//! Extent computation: how big the output raster must be, and which part
//! of the input a block of output pixels needs.

use std::sync::Arc;

use projection::util::untfz;
use projection::{ProjResult, Projection, Transformer};
use raster_common::{Area, Coordinate, Unit};
use serde::{Deserialize, Serialize};
use tracing::debug;

use crate::error::{ReprojectError, Result};
use crate::raster_coord::RasterCoordTransformer;

/// Width, in pixels, of the band walked along each border.
const BORDER_BAND: u64 = 2;

/// Metres per degree of arc on the WGS84 equator.
const METERS_PER_DEGREE: f64 = 6_378_137.0 * std::f64::consts::PI / 180.0;

/// Upper bound on geographic interpolation samples per border edge.
const MAX_EDGE_SAMPLES: u64 = 4096;

/// Georeferenced pixel grid of a whole raster.
#[derive(Debug, Clone)]
pub struct RasterGrid {
    pub projection: Arc<Projection>,
    /// Projected coordinate of the upper-left corner of pixel (0, 0).
    pub ul: Coordinate,
    pub pixel_size: f64,
    pub row_count: u64,
    pub column_count: u64,
}

impl RasterGrid {
    /// The whole grid as a pixel area.
    pub fn area(&self) -> Area {
        Area::pixels(
            0,
            0,
            self.column_count.saturating_sub(1),
            self.row_count.saturating_sub(1),
        )
    }
}

/// Size and placement of an output raster, as agreed by every rank.
#[derive(Debug, Clone, Copy, PartialEq, Serialize, Deserialize)]
pub struct OutputGeometry {
    pub ul_x: f64,
    pub ul_y: f64,
    pub pixel_size: f64,
    pub row_count: u64,
    pub column_count: u64,
}

impl OutputGeometry {
    pub fn ul(&self, unit: Unit) -> Coordinate {
        Coordinate::new(self.ul_x, self.ul_y, unit)
    }

    pub fn pixel_count(&self) -> u64 {
        self.row_count * self.column_count
    }
}

/// Bounding box, in `destination` coordinates, of the reprojected border
/// of a source raster.
///
/// Each border is walked twice: once pixel by pixel through the
/// transformer, a band [`BORDER_BAND`] pixels deep, and once by linear
/// interpolation of longitude/latitude between the raster's corners. Points
/// in a projection's break region still count; points that fail outright
/// are skipped. Interior extrema are not searched for.
///
/// Returns [`Area::invalid`] when no border point could be projected.
pub fn projected_minbox(
    source_ul: Coordinate,
    source: &Arc<Projection>,
    source_pixel_size: f64,
    row_count: u64,
    column_count: u64,
    destination: &Arc<Projection>,
) -> Area {
    if row_count == 0 || column_count == 0 {
        return Area::invalid();
    }

    let transformer = Transformer::new(Arc::clone(source), Arc::clone(destination));
    let mut bounds = Bounds::default();

    let edge = |column: u64, row: u64| {
        Coordinate::new(
            source_ul.x + column as f64 * source_pixel_size,
            source_ul.y - row as f64 * source_pixel_size,
            source.unit(),
        )
    };

    // Pixel edges run 0..=count, so the far side of the last pixel is
    // included.
    let band_rows = BORDER_BAND.min(row_count);
    let band_columns = BORDER_BAND.min(column_count);
    let bands = [
        (0..=column_count, 0..=band_rows),
        (0..=column_count, row_count - band_rows..=row_count),
        (0..=band_columns, 0..=row_count),
        (column_count - band_columns..=column_count, 0..=row_count),
    ];
    for (columns, rows) in bands {
        for column in columns {
            for row in rows.clone() {
                let mut coord = edge(column, row);
                if settle(transformer.transform(&mut coord)) {
                    bounds.add(coord);
                }
            }
        }
    }

    // Geographic walk between the corners.
    let corners = [
        edge(0, 0),
        edge(column_count, 0),
        edge(column_count, row_count),
        edge(0, row_count),
    ]
    .map(|mut corner| settle(transformer.transform_inverse(&mut corner)).then_some(corner));

    let samples = (column_count.max(row_count) + 1).min(MAX_EDGE_SAMPLES);
    for i in 0..4 {
        let (Some(from), Some(to)) = (corners[i], corners[(i + 1) % 4]) else {
            continue;
        };
        for step in 0..=samples {
            let t = step as f64 / samples as f64;
            let mut coord = Coordinate::new(
                from.x + (to.x - from.x) * t,
                from.y + (to.y - from.y) * t,
                Unit::Degree,
            );
            if settle(transformer.transform_forward(&mut coord)) {
                bounds.add(coord);
            }
        }
    }

    match bounds.area(destination.unit()) {
        Some(area) => {
            debug!(minbox = %area, "Projected minbox computed");
            area
        }
        None => Area::invalid(),
    }
}

/// Source pixel area needed to fill `destination_area` of the destination
/// grid.
///
/// Every destination pixel is mapped; footprints whose upper-left corner
/// falls outside the source raster are dropped. The result is floored and
/// ceiled to whole pixels and clamped to the source raster, or
/// [`Area::invalid`] when no pixel maps inside.
pub fn raster_minbox(source: &RasterGrid, destination: &RasterGrid, destination_area: &Area) -> Area {
    if destination_area.is_invalid() || source.row_count == 0 || source.column_count == 0 {
        return Area::invalid();
    }

    let rct = RasterCoordTransformer::new(
        Arc::clone(&destination.projection),
        destination.ul,
        destination.pixel_size,
        Arc::clone(&source.projection),
        source.ul,
        source.pixel_size,
    );
    let (columns, rows) = (source.column_count as f64, source.row_count as f64);

    let mut min_x = f64::MAX;
    let mut min_y = f64::MAX;
    let mut max_x = f64::MIN;
    let mut max_y = f64::MIN;
    for row in destination_area.first_row()..=destination_area.last_row() {
        for column in destination_area.first_column()..=destination_area.last_column() {
            let footprint = rct.transform(Coordinate::pixel(column as f64, row as f64));
            if footprint.is_invalid() || !inside(&footprint.ul, columns, rows) {
                continue;
            }
            for corner in [footprint.ul, footprint.lr] {
                min_x = min_x.min(corner.x);
                min_y = min_y.min(corner.y);
                max_x = max_x.max(corner.x);
                max_y = max_y.max(corner.y);
            }
        }
    }

    if min_x == f64::MAX {
        return Area::invalid();
    }

    let ul_x = snap_floor(min_x).clamp(0.0, columns - 1.0);
    let ul_y = snap_floor(min_y).clamp(0.0, rows - 1.0);
    let lr_x = snap_ceil(max_x).clamp(ul_x, columns - 1.0);
    let lr_y = snap_ceil(max_y).clamp(ul_y, rows - 1.0);
    Area::pixels(ul_x as u64, ul_y as u64, lr_x as u64, lr_y as u64)
}

/// Size an output raster from its projected minbox.
pub fn output_geometry(minbox: &Area, pixel_size: f64) -> Result<OutputGeometry> {
    if minbox.is_invalid() {
        return Err(ReprojectError::config(
            "input raster does not map into the output projection",
        ));
    }
    if !(pixel_size.is_finite() && pixel_size > 0.0) {
        return Err(ReprojectError::config(format!(
            "invalid output pixel size {pixel_size}"
        )));
    }

    let count = |span: f64| snap_ceil(span / pixel_size).max(1.0) as u64;
    Ok(OutputGeometry {
        ul_x: minbox.ul.x,
        ul_y: minbox.ul.y,
        pixel_size,
        row_count: count(minbox.ul.y - minbox.lr.y),
        column_count: count(minbox.lr.x - minbox.ul.x),
    })
}

/// Output pixel size when none is requested: the input pixel size, carried
/// across an angular/linear unit change at equatorial scale.
pub fn default_pixel_size(source_pixel_size: f64, source_unit: Unit, destination_unit: Unit) -> f64 {
    match (source_unit.is_angular(), destination_unit.is_angular()) {
        (true, false) => {
            let degrees = source_pixel_size * angular_to_degrees(source_unit);
            degrees * METERS_PER_DEGREE / linear_to_meters(destination_unit)
        }
        (false, true) => {
            let meters = source_pixel_size * linear_to_meters(source_unit);
            meters / METERS_PER_DEGREE / angular_to_degrees(destination_unit)
        }
        _ => source_pixel_size,
    }
}

/// Factor from an angular unit to degrees. Units `untfz` cannot convert
/// (pixel space) pass through unscaled.
fn angular_to_degrees(unit: Unit) -> f64 {
    untfz(unit, Unit::Degree).unwrap_or(1.0)
}

fn linear_to_meters(unit: Unit) -> f64 {
    untfz(unit, Unit::Meter).unwrap_or(1.0)
}

/// Pixel positions closer than this to a whole pixel are treated as on it.
pub(crate) const PIXEL_EPSILON: f64 = 1e-6;

pub(crate) fn snap_floor(v: f64) -> f64 {
    (v + PIXEL_EPSILON).floor()
}

pub(crate) fn snap_ceil(v: f64) -> f64 {
    (v - PIXEL_EPSILON).ceil()
}

pub(crate) fn inside(pixel: &Coordinate, columns: f64, rows: f64) -> bool {
    pixel.x >= -PIXEL_EPSILON && pixel.y >= -PIXEL_EPSILON && pixel.x < columns && pixel.y < rows
}

/// True when the transform produced a usable point.
fn settle(result: ProjResult<()>) -> bool {
    match result {
        Ok(()) => true,
        Err(err) => err.is_soft(),
    }
}

#[derive(Default)]
struct Bounds {
    extent: Option<(f64, f64, f64, f64)>,
}

impl Bounds {
    fn add(&mut self, c: Coordinate) {
        if !(c.x.is_finite() && c.y.is_finite()) {
            return;
        }
        self.extent = Some(match self.extent {
            None => (c.x, c.y, c.x, c.y),
            Some((min_x, min_y, max_x, max_y)) => {
                (min_x.min(c.x), min_y.min(c.y), max_x.max(c.x), max_y.max(c.y))
            }
        });
    }

    fn area(&self, unit: Unit) -> Option<Area> {
        self.extent
            .map(|(min_x, min_y, max_x, max_y)| Area::projected(min_x, max_y, max_x, min_y, unit))
    }
}

#[cfg(test)]
mod tests {
    use super::*;
    use projection::{ProjCode, ProjectionSpec};
    use test_utils::{assert_approx_eq, assert_coords_approx_eq};

    fn projection(code: ProjCode) -> Arc<Projection> {
        Arc::new(Projection::new(ProjectionSpec::new(code)).unwrap())
    }

    #[test]
    fn test_identity_minbox_is_raster_extent() {
        let geo = projection(ProjCode::Geographic);
        let ul = Coordinate::new(-10.0, 20.0, Unit::Degree);
        let area = projected_minbox(ul, &geo, 0.5, 40, 60, &geo);

        assert_coords_approx_eq!((area.ul.x, area.ul.y), (-10.0, 20.0), 1e-9);
        assert_coords_approx_eq!((area.lr.x, area.lr.y), (20.0, 0.0), 1e-9);

        let geometry = output_geometry(&area, 0.5).unwrap();
        assert_eq!(geometry.column_count, 60);
        assert_eq!(geometry.row_count, 40);
    }

    #[test]
    fn test_minbox_into_mercator_contains_corners() {
        let geo = projection(ProjCode::Geographic);
        let merc = projection(ProjCode::Mercator);
        let ul = Coordinate::new(-30.0, 40.0, Unit::Degree);
        let area = projected_minbox(ul, &geo, 1.0, 60, 60, &merc);

        for (lon, lat) in [(-30.0, 40.0), (30.0, 40.0), (-30.0, -20.0), (30.0, -20.0), (0.0, 10.0)] {
            let (x, y) = merc.forward(lon, lat).unwrap();
            assert!(x >= area.ul.x - 1e-6 && x <= area.lr.x + 1e-6, "{lon},{lat}: {area}");
            assert!(y <= area.ul.y + 1e-6 && y >= area.lr.y - 1e-6, "{lon},{lat}: {area}");
        }
    }

    #[test]
    fn test_unmappable_raster_is_invalid() {
        let ortho = projection(ProjCode::Orthographic);
        let geo = projection(ProjCode::Geographic);
        // Entirely beyond the orthographic disk.
        let ul = Coordinate::new(7_000_000.0, 7_000_000.0, Unit::Meter);
        assert!(projected_minbox(ul, &ortho, 1000.0, 10, 10, &geo).is_invalid());
        assert!(output_geometry(&Area::invalid(), 1.0).is_err());
    }

    #[test]
    fn test_raster_minbox_identity() {
        let geo = projection(ProjCode::Geographic);
        let grid = RasterGrid {
            projection: geo,
            ul: Coordinate::new(0.0, 10.0, Unit::Degree),
            pixel_size: 1.0,
            row_count: 10,
            column_count: 10,
        };
        let area = raster_minbox(&grid, &grid, &Area::pixels(2, 3, 4, 5));
        // The half-pixel corner ceils one pixel past the destination area.
        assert_eq!(area, Area::pixels(2, 3, 5, 6));

        let corner = raster_minbox(&grid, &grid, &Area::pixels(9, 9, 9, 9));
        assert_eq!(corner, Area::pixels(9, 9, 9, 9));
    }

    #[test]
    fn test_raster_minbox_outside_source_is_invalid() {
        let geo = projection(ProjCode::Geographic);
        let source = RasterGrid {
            projection: geo.clone(),
            ul: Coordinate::new(0.0, 10.0, Unit::Degree),
            pixel_size: 1.0,
            row_count: 10,
            column_count: 10,
        };
        let destination = RasterGrid {
            ul: Coordinate::new(50.0, 10.0, Unit::Degree),
            ..source.clone()
        };
        assert!(raster_minbox(&source, &destination, &destination.area()).is_invalid());
    }

    #[test]
    fn test_default_pixel_size_crosses_units() {
        let meters = default_pixel_size(1.0, Unit::Degree, Unit::Meter);
        assert_approx_eq!(meters, 111_319.49, 0.01);
        let degrees = default_pixel_size(meters, Unit::Meter, Unit::Degree);
        assert_approx_eq!(degrees, 1.0, 1e-12);
        assert_eq!(default_pixel_size(30.0, Unit::Meter, Unit::Meter), 30.0);
    }

    #[test]
    fn test_default_pixel_size_in_feet_and_arc_seconds() {
        let us_feet = default_pixel_size(1.0, Unit::Degree, Unit::Feet);
        assert_approx_eq!(us_feet, 111_319.49 / 0.3048006096012192, 0.05);
        let international = default_pixel_size(1.0, Unit::Degree, Unit::InternationalFeet);
        assert!(international > us_feet);

        let from_seconds = default_pixel_size(3600.0, Unit::ArcSecond, Unit::Meter);
        assert_approx_eq!(from_seconds, default_pixel_size(1.0, Unit::Degree, Unit::Meter), 1e-6);
        let radians = default_pixel_size(100_000.0, Unit::Meter, Unit::Radian);
        assert_approx_eq!(radians.to_degrees(), default_pixel_size(100_000.0, Unit::Meter, Unit::Degree), 1e-9);
    }
}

REQUIRED ACTION
Find the line that contains "assert_eq!(corner, Area::pixels(9, 9, 9, 9));" in the data above. Reproduce it and every later line exactly, through the last one.

COMPLETED EXERCISE
        assert_eq!(corner, Area::pixels(9, 9, 9, 9));
    }

    #[test]
    fn test_raster_minbox_outside_source_is_invalid() {
        let geo = projection(ProjCode::Geographic);
        let source = RasterGrid {
            projection: geo.clone(),
            ul: Coordinate::new(0.0, 10.0, Unit::Degree),
            pixel_size: 1.0,
            row_count: 10,
            column_count: 10,
        };
        let destination = RasterGrid {
            ul: Coordinate::new(50.0, 10.0, Unit::Degree),
            ..source.clone()
        };
        assert!(raster_minbox(&source, &destination, &destination.area()).is_invalid());
    }

    #[test]
    fn test_default_pixel_size_crosses_units() {
        let meters = default_pixel_size(1.0, Unit::Degree, Unit::Meter);
        assert_approx_eq!(meters, 111_319.49, 0.01);
        let degrees = default_pixel_size(meters, Unit::Meter, Unit::Degree);
        assert_approx_eq!(degrees, 1.0, 1e-12);
        assert_eq!(default_pixel_size(30.0, Unit::Meter, Unit::Meter), 30.0);
    }

    #[test]
    fn test_default_pixel_size_in_feet_and_arc_seconds() {
        let us_feet = default_pixel_size(1.0, Unit::Degree, Unit::Feet);
        assert_approx_eq!(us_feet, 111_319.49 / 0.3048006096012192, 0.05);
        let international = default_pixel_size(1.0, Unit::Degree, Unit::InternationalFeet);
        assert!(international > us_feet);

        let from_seconds = default_pixel_size(3600.0, Unit::ArcSecond, Unit::Meter);
        assert_approx_eq!(from_seconds, default_pixel_size(1.0, Unit::Degree, Unit::Meter), 1e-6);
        let radians = default_pixel_size(100_000.0, Unit::Meter, Unit::Radian);
        assert_approx_eq!(radians.to_degrees(), default_pixel_size(100_000.0, Unit::Meter, Unit::Degree), 1e-9);
    }
}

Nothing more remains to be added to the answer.